►
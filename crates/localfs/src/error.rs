// SPDX-FileCopyrightText: 2025 Caspar Water Company
//
// SPDX-License-Identifier: Apache-2.0

// Error types for local store operations

#[derive(Debug, thiserror::Error)]
pub enum StoreError {
    #[error("DuckDB error: {0}")]
    DuckDb(#[from] duckdb::Error),

    #[error("JSON error: {0}")]
    Json(#[from] serde_json::Error),

    #[error("WFS error: {0}")]
    Wfs(#[from] wfs::Error),

    #[error("No entry with key {key}")]
    MissingKey { key: i64 },

    #[error("No entry named {name}")]
    MissingName { name: String },

    #[error("Corrupt entry {key}: {message}")]
    Corrupt { key: i64, message: String },
}

impl StoreError {
    pub fn corrupt(key: i64, message: impl Into<String>) -> Self {
        StoreError::Corrupt {
            key,
            message: message.into(),
        }
    }
}

impl From<StoreError> for wfs::Error {
    fn from(err: StoreError) -> Self {
        match err {
            StoreError::Wfs(err) => err,
            StoreError::MissingKey { .. } | StoreError::MissingName { .. } => wfs::Error::not_found(),
            other => wfs::Error::driver(other.to_string()),
        }
    }
}

pub type Result<T> = std::result::Result<T, StoreError>;
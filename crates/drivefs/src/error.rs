// SPDX-FileCopyrightText: 2025 Caspar Water Company
//
// SPDX-License-Identifier: Apache-2.0

// Error types for remote store operations

#[derive(Debug, thiserror::Error)]
pub enum DriveError {
    #[error("HTTP error: {0}")]
    Http(#[from] reqwest::Error),

    #[error("JSON error: {0}")]
    Json(#[from] serde_json::Error),

    #[error("YAML error: {0}")]
    Yaml(#[from] serde_yaml_ng::Error),

    #[error("IO error: {0}")]
    Io(#[from] std::io::Error),

    #[error("WFS error: {0}")]
    Wfs(#[from] wfs::Error),

    #[error("Invalid credentials")]
    InvalidCredentials,

    #[error("{message}")]
    Api { status: u16, message: String },

    #[error("Upload session response has no Location header")]
    MissingSession,

    #[error("Upload gave up after {attempts} attempts: {reason}")]
    RetriesExhausted { attempts: usize, reason: String },

    #[error("Upload session expired {restarts} times")]
    RestartsExhausted { restarts: usize },

    #[error("\"{name}\" is not a folder")]
    NotAFolder { name: String },

    #[error("Invalid mount point: {0}")]
    InvalidMountPoint(String),

    #[error("Invalid configuration: {0}")]
    Config(String),
}

impl From<DriveError> for wfs::Error {
    fn from(err: DriveError) -> Self {
        match err {
            DriveError::InvalidCredentials => wfs::Error::invalid_credentials(),
            DriveError::Wfs(err) => err,
            DriveError::NotAFolder { .. } => wfs::Error::not_a_directory(),
            DriveError::Api { status: 404, .. } => wfs::Error::not_found(),
            other => wfs::Error::driver(other.to_string()),
        }
    }
}

pub type Result<T> = std::result::Result<T, DriveError>;
// SPDX-FileCopyrightText: 2025 Caspar Water Company
//
// SPDX-License-Identifier: Apache-2.0

use std::collections::BTreeMap;
use std::fmt;
use std::str::FromStr;

use chrono::{DateTime, SecondsFormat, SubsecRound, Utc};
use serde::{Deserialize, Serialize};

use crate::dir::Dir;
use crate::error::{Error, Result};
use crate::file::FileHandle;

/// Default mime type of newly created files.
pub const TEXT_PLAIN: &str = "text/plain";

/// Mime type of local store directories and of remote mount point markers.
pub const INODE_MIME: &str = "application/vnd.wfs.inode";

pub type Timestamp = DateTime<Utc>;

/// Ordered parameters that re-mount a directory independently.
pub type MountParams = Vec<serde_json::Value>;

/// Name to summary map of a directory's children.
pub type Children = BTreeMap<String, EntryInfo>;

/// Current time at the millisecond precision stored by every driver.
pub fn now() -> Timestamp {
    Utc::now().trunc_subsecs(3)
}

/// RFC 3339, UTC, milliseconds: `2024-05-01T12:00:00.000Z`.
pub fn format_time(time: &Timestamp) -> String {
    time.to_rfc3339_opts(SecondsFormat::Millis, true)
}

pub fn parse_time(text: &str) -> Result<Timestamp> {
    DateTime::parse_from_rfc3339(text)
        .map(|t| t.with_timezone(&Utc))
        .map_err(|e| Error::driver(format!("invalid timestamp '{text}': {e}")))
}

#[derive(Debug, Clone, Copy, PartialEq, Eq, Hash, Serialize, Deserialize)]
#[serde(rename_all = "lowercase")]
pub enum FileType {
    File,
    Directory,
    Mount,
}

impl FileType {
    pub fn as_str(&self) -> &'static str {
        match self {
            FileType::File => "file",
            FileType::Directory => "directory",
            FileType::Mount => "mount",
        }
    }

    /// Directories and mount points can both be traversed.
    pub fn is_dir(&self) -> bool {
        !matches!(self, FileType::File)
    }
}

impl fmt::Display for FileType {
    fn fmt(&self, f: &mut fmt::Formatter<'_>) -> fmt::Result {
        f.write_str(self.as_str())
    }
}

impl FromStr for FileType {
    type Err = Error;

    fn from_str(s: &str) -> Result<Self> {
        match s {
            "file" => Ok(FileType::File),
            "directory" => Ok(FileType::Directory),
            "mount" => Ok(FileType::Mount),
            other => Err(Error::invalid_argument(format!("unknown file type '{other}'"))),
        }
    }
}

/// Summary of one child as reported by its directory.
#[derive(Debug, Clone, PartialEq)]
pub struct EntryInfo {
    pub entry_type: FileType,
    pub mime_type: String,
    pub created_time: Timestamp,
    pub modified_time: Timestamp,
    /// Content size in bytes, files only.
    pub size: Option<u64>,
    /// Driver name, mount points only.
    pub driver: Option<String>,
}

/// Persisted content of a mount point.
#[derive(Debug, Clone, PartialEq, Serialize, Deserialize)]
#[serde(deny_unknown_fields)]
pub struct MountRecord {
    #[serde(rename = "driverName")]
    pub driver: String,
    #[serde(rename = "mountParams")]
    pub params: MountParams,
}

impl MountRecord {
    pub fn new(driver: impl Into<String>, params: MountParams) -> Self {
        Self {
            driver: driver.into(),
            params,
        }
    }

    pub fn to_json(&self) -> Result<Vec<u8>> {
        serde_json::to_vec(self).map_err(|e| Error::driver(format!("encode mount record: {e}")))
    }

    /// Parse a stored record. Both fields are required and nothing else is accepted.
    pub fn from_json(bytes: &[u8]) -> Result<Self> {
        serde_json::from_slice(bytes)
            .map_err(|e| Error::driver(format!("malformed mount point: {e}")))
    }

    /// Stored params followed by caller supplied ones.
    pub fn params_with(&self, extra: &[serde_json::Value]) -> MountParams {
        self.params.iter().chain(extra).cloned().collect()
    }
}

/// Result of resolving a path.
#[derive(Clone, Debug)]
pub enum Entry {
    File(FileHandle),
    Directory(Dir),
}

impl Entry {
    pub fn entry_type(&self) -> FileType {
        match self {
            Entry::File(_) => FileType::File,
            Entry::Directory(dir) => dir.entry_type(),
        }
    }

    pub fn mime_type(&self) -> String {
        match self {
            Entry::File(file) => file.mime_type(),
            Entry::Directory(dir) => dir.mime_type(),
        }
    }

    pub fn as_dir(&self) -> Option<&Dir> {
        match self {
            Entry::Directory(dir) => Some(dir),
            Entry::File(_) => None,
        }
    }

    pub fn as_file(&self) -> Option<&FileHandle> {
        match self {
            Entry::File(file) => Some(file),
            Entry::Directory(_) => None,
        }
    }

    pub fn into_dir(self) -> Result<Dir> {
        match self {
            Entry::Directory(dir) => Ok(dir),
            Entry::File(_) => Err(Error::not_a_directory()),
        }
    }

    pub fn into_file(self) -> Result<FileHandle> {
        match self {
            Entry::File(file) => Ok(file),
            Entry::Directory(_) => Err(Error::not_a_file()),
        }
    }

    pub fn is_read_only(&self) -> bool {
        match self {
            Entry::File(file) => file.is_read_only(),
            Entry::Directory(dir) => dir.is_read_only(),
        }
    }

    pub(crate) fn into_read_only(self) -> Self {
        match self {
            Entry::File(file) => Entry::File(file.into_read_only()),
            Entry::Directory(dir) => Entry::Directory(dir.to_read_only()),
        }
    }
}

#[cfg(test)]
mod tests {
    use super::*;

    #[test]
    fn test_time_format_round_trip() {
        let t = now();
        let text = format_time(&t);
        assert!(text.ends_with('Z'));
        assert_eq!(parse_time(&text).unwrap(), t);
    }

    #[test]
    fn test_mount_record_wire_names() {
        let record = MountRecord::new("drive", vec![serde_json::json!("abc")]);
        let json = String::from_utf8(record.to_json().unwrap()).unwrap();
        assert_eq!(json, r#"{"driverName":"drive","mountParams":["abc"]}"#);
    }

    #[test]
    fn test_mount_record_rejects_extra_fields() {
        let bad = br#"{"driverName":"drive","mountParams":[],"extra":1}"#;
        assert!(MountRecord::from_json(bad).is_err());
        let missing = br#"{"driverName":"drive"}"#;
        assert!(MountRecord::from_json(missing).is_err());
    }

    #[test]
    fn test_file_type_parse() {
        assert_eq!("mount".parse::<FileType>().unwrap(), FileType::Mount);
        assert!("socket".parse::<FileType>().is_err());
        assert!(FileType::Mount.is_dir());
        assert!(!FileType::File.is_dir());
    }
}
◄
● **GOAL OF THE EXERCISE**: Please give the number of lines above that contain "enum", without any other words.

● **EXERCISE SOLUTION**: 4